<<<<
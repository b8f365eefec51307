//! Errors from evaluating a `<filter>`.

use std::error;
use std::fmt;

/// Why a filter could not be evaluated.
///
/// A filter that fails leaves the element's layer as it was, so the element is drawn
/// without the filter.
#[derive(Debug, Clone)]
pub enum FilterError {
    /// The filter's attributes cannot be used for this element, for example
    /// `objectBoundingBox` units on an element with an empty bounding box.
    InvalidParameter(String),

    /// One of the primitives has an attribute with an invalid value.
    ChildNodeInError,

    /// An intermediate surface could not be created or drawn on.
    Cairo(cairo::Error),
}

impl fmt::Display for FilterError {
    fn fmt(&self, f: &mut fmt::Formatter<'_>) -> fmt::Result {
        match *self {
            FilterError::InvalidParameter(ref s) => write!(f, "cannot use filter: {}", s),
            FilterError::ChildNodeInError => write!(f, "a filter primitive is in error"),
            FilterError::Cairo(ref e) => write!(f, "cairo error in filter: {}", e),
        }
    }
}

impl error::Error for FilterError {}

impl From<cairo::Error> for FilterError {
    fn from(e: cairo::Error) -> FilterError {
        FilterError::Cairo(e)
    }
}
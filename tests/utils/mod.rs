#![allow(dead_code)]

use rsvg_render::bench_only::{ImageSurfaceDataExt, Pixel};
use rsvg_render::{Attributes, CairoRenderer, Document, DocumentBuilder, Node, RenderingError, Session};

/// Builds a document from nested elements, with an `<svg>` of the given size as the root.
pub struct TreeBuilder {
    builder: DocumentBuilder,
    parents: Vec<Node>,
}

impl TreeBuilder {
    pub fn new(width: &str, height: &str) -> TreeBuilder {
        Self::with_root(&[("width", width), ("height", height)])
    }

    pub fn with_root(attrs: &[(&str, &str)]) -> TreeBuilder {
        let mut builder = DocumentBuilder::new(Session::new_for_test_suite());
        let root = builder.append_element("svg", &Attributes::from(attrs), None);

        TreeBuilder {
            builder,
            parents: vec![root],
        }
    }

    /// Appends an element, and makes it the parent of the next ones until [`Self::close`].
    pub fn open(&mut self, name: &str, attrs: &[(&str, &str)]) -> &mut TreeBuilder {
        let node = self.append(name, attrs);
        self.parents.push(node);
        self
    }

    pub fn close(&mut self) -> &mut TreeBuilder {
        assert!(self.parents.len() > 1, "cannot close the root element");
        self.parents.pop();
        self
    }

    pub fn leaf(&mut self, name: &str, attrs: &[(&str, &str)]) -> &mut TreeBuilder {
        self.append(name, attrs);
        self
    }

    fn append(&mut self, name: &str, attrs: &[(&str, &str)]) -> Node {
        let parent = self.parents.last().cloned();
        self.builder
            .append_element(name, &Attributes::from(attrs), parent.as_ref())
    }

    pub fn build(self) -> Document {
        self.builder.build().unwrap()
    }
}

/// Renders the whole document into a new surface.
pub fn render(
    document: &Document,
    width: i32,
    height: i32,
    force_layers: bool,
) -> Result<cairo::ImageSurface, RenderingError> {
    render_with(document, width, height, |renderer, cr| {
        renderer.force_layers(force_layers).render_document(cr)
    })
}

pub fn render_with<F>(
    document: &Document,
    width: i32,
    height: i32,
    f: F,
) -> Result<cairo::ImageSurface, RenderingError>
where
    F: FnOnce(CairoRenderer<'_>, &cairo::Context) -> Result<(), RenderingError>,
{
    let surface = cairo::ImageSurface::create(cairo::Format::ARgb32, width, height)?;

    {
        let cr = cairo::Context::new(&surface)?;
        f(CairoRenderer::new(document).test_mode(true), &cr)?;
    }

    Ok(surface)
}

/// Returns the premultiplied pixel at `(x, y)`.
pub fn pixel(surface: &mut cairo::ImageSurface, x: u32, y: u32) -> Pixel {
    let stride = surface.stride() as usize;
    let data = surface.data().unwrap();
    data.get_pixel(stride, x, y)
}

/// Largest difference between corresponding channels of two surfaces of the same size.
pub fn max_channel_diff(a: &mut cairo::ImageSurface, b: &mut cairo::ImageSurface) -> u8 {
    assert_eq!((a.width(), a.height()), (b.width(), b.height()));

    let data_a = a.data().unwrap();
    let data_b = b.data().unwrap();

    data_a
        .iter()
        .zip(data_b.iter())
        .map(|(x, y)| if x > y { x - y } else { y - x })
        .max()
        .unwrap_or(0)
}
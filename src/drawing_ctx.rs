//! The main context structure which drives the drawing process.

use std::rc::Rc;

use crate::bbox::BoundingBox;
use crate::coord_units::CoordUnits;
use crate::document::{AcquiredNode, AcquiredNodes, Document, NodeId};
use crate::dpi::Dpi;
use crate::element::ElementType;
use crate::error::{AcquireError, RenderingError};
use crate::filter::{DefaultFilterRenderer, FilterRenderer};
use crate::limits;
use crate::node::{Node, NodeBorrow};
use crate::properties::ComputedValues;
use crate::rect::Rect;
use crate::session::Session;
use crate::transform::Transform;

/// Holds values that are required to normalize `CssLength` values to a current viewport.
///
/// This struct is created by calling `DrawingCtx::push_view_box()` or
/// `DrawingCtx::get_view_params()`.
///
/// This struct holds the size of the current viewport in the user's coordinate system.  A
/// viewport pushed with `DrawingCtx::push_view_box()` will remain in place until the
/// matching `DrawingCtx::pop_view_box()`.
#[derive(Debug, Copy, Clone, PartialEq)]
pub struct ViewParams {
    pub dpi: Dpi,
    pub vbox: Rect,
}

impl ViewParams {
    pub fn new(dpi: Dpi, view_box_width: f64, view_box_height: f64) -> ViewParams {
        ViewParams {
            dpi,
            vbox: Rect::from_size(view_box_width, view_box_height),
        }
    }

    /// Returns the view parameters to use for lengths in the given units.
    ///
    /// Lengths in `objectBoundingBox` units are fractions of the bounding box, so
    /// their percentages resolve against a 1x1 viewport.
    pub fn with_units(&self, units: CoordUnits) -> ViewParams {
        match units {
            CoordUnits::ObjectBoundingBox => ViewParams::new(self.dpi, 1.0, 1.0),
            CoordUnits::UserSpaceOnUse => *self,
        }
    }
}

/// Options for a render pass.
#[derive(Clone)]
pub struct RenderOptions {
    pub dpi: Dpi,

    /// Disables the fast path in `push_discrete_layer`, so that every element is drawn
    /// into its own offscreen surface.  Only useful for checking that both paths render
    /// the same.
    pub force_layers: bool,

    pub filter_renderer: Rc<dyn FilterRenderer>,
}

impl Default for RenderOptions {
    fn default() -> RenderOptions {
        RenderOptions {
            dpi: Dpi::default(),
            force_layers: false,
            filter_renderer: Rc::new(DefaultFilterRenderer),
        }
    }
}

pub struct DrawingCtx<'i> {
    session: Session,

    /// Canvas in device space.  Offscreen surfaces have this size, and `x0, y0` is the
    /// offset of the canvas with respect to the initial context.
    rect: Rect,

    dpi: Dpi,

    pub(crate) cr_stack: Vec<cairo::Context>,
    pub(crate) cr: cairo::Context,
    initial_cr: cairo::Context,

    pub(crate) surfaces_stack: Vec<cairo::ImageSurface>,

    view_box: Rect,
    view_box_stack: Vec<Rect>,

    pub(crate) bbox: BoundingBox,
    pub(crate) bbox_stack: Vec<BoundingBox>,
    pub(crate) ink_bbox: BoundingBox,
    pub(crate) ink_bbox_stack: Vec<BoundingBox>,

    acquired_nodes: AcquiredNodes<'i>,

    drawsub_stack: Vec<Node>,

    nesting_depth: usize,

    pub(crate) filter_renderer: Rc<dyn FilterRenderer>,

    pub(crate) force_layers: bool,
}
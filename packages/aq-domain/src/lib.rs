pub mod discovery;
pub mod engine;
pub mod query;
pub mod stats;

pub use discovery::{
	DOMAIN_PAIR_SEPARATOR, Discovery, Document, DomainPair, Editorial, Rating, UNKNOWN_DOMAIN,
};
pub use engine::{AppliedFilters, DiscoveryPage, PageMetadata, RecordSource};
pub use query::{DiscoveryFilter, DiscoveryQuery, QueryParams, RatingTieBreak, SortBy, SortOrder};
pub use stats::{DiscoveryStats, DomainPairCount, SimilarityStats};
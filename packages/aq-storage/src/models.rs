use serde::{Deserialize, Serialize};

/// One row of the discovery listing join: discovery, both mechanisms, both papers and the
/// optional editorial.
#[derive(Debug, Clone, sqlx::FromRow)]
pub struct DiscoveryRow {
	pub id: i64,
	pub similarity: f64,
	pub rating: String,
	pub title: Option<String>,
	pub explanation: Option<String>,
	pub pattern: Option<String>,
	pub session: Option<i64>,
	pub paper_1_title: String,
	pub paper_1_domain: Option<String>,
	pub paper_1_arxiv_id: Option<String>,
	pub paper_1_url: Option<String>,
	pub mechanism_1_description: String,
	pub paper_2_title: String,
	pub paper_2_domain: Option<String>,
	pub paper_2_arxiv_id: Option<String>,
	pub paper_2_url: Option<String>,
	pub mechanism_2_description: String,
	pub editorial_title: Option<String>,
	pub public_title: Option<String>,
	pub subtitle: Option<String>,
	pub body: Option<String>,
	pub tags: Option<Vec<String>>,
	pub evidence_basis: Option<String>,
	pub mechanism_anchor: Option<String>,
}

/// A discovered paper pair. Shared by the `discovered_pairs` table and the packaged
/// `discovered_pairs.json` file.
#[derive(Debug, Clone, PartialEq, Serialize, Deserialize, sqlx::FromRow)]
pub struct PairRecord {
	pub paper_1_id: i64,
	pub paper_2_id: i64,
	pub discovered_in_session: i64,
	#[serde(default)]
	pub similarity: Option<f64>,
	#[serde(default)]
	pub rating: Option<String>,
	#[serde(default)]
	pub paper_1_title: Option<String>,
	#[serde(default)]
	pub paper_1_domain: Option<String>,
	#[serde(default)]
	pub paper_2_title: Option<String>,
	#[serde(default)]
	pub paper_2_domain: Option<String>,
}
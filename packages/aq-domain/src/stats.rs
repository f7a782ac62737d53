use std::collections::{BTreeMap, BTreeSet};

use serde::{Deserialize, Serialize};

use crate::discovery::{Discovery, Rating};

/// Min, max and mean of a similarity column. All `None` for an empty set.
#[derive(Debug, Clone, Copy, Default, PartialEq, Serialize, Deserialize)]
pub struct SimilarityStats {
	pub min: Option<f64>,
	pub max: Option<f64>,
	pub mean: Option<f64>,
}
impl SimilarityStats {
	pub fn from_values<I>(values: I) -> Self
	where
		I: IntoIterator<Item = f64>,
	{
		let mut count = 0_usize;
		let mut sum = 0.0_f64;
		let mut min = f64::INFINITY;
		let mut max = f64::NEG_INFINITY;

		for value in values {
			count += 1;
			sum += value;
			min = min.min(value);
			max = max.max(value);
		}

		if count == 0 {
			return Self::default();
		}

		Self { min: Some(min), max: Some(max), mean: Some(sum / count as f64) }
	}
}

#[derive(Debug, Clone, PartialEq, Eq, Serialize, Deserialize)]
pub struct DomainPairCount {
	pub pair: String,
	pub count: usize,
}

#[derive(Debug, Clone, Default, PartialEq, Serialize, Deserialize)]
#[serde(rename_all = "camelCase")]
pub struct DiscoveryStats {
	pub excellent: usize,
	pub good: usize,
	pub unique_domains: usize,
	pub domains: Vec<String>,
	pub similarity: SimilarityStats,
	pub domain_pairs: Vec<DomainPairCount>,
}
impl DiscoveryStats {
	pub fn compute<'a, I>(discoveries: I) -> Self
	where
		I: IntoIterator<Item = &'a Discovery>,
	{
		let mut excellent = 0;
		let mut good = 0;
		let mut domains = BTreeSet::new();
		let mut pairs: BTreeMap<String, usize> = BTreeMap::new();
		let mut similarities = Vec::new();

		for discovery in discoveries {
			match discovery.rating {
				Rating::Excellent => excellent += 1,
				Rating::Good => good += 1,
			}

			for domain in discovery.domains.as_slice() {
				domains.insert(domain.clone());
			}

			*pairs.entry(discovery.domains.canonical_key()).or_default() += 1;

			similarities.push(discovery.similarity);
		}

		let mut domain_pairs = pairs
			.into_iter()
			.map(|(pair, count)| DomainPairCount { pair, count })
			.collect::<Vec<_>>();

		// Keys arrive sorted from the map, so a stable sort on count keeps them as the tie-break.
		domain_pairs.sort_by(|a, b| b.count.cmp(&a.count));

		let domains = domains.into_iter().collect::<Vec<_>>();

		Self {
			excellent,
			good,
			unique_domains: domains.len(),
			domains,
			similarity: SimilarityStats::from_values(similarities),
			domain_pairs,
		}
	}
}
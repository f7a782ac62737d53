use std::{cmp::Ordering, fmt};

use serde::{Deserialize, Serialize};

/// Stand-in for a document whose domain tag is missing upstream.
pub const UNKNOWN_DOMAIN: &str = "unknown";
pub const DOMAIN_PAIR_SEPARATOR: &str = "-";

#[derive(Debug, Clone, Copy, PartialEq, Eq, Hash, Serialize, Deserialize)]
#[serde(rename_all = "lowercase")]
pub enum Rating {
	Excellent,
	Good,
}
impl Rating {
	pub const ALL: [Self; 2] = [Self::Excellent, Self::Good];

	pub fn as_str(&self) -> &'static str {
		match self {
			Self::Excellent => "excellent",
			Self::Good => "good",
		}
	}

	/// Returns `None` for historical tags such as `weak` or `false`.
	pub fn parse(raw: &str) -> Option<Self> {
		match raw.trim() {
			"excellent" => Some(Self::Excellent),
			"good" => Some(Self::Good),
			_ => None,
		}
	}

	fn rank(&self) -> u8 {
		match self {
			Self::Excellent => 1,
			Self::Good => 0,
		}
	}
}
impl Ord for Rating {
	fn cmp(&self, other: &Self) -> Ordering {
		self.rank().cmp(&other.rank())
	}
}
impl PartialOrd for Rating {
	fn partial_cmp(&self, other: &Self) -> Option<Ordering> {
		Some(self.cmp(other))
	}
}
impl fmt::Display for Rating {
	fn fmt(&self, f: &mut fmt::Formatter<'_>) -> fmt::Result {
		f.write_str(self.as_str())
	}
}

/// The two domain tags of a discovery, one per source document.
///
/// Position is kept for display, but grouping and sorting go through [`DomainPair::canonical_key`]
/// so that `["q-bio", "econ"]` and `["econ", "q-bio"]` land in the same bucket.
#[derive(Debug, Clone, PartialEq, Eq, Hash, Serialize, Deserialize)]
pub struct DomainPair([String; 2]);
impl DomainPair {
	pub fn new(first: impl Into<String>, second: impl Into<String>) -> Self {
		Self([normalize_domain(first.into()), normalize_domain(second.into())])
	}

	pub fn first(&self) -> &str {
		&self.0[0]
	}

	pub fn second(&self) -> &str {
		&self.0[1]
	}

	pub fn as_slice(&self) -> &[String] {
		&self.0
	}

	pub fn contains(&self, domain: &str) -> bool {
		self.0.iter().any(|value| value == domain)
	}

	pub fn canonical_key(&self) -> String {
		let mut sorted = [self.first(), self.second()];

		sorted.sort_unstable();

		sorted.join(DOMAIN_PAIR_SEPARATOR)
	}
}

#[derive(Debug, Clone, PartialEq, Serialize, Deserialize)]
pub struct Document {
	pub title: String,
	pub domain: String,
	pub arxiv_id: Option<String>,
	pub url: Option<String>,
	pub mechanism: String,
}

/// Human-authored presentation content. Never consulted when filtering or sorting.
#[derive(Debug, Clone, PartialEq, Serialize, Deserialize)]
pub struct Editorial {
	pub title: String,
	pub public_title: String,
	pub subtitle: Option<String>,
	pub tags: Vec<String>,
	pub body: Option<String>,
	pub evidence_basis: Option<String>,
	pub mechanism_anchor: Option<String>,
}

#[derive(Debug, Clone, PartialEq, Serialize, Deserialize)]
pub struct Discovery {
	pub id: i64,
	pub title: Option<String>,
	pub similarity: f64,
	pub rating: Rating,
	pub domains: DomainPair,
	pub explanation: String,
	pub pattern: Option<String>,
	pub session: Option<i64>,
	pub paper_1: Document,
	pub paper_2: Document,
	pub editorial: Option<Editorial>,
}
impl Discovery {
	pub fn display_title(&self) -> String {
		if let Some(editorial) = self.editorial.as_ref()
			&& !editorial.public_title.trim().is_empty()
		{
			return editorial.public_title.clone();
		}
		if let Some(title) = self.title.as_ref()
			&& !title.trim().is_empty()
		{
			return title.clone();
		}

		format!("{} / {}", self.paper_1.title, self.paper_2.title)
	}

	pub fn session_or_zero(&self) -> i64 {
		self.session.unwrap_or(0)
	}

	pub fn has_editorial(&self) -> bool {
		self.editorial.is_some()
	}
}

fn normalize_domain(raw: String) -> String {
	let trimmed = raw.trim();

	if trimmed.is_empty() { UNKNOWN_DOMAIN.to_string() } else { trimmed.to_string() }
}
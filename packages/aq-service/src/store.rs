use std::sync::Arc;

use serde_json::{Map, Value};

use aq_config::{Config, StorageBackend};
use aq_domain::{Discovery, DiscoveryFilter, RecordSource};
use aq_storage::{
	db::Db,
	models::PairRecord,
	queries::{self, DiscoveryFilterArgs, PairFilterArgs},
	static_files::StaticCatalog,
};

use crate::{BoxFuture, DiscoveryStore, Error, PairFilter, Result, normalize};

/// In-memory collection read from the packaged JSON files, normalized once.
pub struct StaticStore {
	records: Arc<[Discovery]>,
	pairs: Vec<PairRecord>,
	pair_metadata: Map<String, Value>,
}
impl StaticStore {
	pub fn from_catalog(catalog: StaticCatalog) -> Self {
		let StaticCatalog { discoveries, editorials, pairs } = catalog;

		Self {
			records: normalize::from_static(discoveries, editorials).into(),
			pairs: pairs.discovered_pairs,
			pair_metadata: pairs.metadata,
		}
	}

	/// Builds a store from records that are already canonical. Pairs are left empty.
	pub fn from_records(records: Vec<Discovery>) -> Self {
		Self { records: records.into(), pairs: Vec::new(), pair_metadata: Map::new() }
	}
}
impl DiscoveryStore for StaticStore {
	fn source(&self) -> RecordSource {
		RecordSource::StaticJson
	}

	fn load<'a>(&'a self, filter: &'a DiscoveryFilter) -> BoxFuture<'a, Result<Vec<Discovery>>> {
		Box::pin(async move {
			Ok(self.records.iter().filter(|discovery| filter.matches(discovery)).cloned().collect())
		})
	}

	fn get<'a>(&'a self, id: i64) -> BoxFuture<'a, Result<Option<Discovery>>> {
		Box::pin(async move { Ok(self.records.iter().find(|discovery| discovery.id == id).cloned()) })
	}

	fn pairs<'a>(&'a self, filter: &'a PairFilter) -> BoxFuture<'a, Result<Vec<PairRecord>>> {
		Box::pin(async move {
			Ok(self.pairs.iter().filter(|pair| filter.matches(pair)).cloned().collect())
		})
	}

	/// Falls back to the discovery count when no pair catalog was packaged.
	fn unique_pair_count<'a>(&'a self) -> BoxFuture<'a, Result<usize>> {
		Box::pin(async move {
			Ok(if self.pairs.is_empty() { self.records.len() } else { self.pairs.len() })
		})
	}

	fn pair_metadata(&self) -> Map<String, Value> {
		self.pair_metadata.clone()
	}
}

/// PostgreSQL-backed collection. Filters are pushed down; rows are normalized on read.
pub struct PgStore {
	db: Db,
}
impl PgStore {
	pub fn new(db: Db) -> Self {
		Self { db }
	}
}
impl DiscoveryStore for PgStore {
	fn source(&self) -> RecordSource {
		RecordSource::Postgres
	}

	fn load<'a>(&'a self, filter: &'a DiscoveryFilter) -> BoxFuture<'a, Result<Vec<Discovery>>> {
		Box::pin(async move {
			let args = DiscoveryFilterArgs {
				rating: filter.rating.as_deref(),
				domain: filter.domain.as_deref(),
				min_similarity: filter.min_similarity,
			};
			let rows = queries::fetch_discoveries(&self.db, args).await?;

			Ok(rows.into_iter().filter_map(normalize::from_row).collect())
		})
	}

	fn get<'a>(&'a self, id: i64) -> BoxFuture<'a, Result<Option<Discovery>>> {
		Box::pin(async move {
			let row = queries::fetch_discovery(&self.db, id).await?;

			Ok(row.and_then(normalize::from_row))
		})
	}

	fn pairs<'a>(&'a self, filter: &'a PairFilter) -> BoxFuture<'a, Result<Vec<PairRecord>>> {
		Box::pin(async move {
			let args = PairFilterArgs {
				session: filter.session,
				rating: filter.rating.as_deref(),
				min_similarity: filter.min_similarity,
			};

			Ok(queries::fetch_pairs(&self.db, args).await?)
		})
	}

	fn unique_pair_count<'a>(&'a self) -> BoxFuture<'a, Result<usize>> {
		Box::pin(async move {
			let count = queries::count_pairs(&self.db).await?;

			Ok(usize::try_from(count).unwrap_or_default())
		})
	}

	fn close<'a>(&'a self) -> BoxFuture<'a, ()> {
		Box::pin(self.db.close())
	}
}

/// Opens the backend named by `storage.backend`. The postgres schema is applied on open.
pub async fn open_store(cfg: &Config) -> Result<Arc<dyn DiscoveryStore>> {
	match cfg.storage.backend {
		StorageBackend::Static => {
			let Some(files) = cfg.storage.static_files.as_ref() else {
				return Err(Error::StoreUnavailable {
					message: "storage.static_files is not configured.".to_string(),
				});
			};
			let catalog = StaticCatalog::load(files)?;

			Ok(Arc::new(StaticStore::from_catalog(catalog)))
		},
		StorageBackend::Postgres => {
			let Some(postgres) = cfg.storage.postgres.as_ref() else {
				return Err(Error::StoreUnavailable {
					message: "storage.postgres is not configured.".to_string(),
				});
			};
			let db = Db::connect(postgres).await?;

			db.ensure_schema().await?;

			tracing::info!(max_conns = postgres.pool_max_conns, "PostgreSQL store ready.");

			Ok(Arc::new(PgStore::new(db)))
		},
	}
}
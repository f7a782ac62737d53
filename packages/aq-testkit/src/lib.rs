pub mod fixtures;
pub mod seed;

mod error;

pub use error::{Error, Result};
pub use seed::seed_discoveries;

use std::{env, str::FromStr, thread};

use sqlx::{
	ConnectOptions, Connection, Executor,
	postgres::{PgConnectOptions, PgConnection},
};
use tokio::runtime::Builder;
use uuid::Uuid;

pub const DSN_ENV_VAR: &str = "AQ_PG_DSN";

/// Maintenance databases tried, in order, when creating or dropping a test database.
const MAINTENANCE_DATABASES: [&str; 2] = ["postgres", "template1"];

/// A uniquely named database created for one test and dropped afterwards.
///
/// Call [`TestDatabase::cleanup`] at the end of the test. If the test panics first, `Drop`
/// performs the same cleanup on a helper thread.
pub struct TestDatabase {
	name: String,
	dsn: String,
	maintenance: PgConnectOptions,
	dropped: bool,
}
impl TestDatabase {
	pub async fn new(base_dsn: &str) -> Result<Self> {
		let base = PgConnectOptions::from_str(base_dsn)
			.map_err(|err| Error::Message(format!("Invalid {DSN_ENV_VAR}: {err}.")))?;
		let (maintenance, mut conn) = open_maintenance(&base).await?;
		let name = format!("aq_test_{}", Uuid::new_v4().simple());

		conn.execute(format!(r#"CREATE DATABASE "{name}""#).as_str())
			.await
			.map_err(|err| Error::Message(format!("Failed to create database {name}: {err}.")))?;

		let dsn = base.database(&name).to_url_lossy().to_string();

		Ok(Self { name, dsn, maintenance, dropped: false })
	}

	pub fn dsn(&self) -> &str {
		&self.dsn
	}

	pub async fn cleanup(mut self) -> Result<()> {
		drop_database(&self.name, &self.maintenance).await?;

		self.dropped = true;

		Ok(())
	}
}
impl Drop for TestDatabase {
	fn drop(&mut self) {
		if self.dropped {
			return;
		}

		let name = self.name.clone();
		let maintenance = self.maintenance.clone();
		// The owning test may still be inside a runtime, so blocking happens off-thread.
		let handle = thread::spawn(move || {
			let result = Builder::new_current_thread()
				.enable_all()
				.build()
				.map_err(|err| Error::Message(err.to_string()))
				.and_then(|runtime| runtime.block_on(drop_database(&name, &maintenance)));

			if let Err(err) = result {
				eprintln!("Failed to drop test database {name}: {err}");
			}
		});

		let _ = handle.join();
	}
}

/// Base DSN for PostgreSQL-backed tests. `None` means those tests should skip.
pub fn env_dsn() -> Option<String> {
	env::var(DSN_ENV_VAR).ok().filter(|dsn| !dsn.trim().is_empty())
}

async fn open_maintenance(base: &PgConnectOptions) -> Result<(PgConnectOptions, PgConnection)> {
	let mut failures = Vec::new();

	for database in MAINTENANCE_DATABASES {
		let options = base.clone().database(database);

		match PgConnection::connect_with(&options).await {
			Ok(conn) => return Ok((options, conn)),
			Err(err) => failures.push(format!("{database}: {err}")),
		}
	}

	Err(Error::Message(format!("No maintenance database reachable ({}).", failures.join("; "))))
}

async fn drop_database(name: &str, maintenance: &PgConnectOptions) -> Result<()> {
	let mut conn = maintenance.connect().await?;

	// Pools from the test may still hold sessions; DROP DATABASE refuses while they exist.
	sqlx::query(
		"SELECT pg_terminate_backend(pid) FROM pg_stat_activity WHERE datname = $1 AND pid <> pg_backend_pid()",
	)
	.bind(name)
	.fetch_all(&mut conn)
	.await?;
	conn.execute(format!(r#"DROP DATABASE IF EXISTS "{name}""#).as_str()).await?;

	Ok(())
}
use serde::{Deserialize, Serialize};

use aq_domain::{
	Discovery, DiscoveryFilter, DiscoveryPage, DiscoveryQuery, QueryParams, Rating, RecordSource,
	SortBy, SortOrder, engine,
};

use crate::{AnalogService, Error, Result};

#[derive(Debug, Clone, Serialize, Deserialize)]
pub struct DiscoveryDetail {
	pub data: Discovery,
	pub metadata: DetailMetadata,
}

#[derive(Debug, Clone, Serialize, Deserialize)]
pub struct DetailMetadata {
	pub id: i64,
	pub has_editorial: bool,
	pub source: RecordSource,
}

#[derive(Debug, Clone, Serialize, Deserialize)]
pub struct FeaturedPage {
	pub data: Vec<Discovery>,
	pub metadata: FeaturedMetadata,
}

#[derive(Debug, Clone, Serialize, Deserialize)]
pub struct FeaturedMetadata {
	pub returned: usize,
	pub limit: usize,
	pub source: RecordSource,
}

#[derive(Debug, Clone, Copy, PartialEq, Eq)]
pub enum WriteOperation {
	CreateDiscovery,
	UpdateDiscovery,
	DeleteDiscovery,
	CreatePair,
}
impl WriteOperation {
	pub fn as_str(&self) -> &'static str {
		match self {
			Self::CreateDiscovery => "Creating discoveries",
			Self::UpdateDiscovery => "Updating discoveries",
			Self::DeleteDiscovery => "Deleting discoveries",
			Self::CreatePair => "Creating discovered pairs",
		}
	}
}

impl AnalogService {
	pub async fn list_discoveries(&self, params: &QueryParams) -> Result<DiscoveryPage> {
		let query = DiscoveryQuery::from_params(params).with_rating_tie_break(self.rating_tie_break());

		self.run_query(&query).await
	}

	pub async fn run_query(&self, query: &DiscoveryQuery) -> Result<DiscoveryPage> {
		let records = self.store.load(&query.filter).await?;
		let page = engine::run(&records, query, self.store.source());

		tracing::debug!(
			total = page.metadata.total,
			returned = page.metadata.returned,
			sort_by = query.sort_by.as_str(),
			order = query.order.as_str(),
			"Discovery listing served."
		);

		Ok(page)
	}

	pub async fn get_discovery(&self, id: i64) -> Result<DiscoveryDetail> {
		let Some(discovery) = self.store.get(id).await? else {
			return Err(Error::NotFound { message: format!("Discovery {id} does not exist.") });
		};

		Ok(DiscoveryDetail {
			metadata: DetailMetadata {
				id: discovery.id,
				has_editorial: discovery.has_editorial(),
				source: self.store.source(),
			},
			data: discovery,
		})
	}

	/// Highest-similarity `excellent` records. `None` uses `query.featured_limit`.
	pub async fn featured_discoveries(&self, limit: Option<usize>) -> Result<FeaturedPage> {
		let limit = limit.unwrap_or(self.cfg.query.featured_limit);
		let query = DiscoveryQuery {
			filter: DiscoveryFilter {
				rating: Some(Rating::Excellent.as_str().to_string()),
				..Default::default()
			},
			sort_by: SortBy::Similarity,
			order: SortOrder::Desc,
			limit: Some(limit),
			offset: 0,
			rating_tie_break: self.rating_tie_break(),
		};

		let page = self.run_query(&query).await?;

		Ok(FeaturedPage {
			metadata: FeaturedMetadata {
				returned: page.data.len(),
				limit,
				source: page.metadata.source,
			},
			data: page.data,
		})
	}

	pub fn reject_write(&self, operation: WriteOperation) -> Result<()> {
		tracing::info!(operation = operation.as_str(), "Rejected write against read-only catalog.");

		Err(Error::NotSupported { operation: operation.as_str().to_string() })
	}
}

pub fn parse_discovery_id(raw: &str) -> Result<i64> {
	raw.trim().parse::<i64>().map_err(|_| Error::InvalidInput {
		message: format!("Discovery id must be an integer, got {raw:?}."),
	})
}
>>>>
About this exercise – Each line from the top of the material above through the line containing "without the filter." must be output exactly, and no other line.

Solution for this task –
repository b8f365eefec51307
//! Errors from evaluating a `<filter>`.

use std::error;
use std::fmt;

/// Why a filter could not be evaluated.
///
/// A filter that fails leaves the element's layer as it was, so the element is drawn
/// without the filter.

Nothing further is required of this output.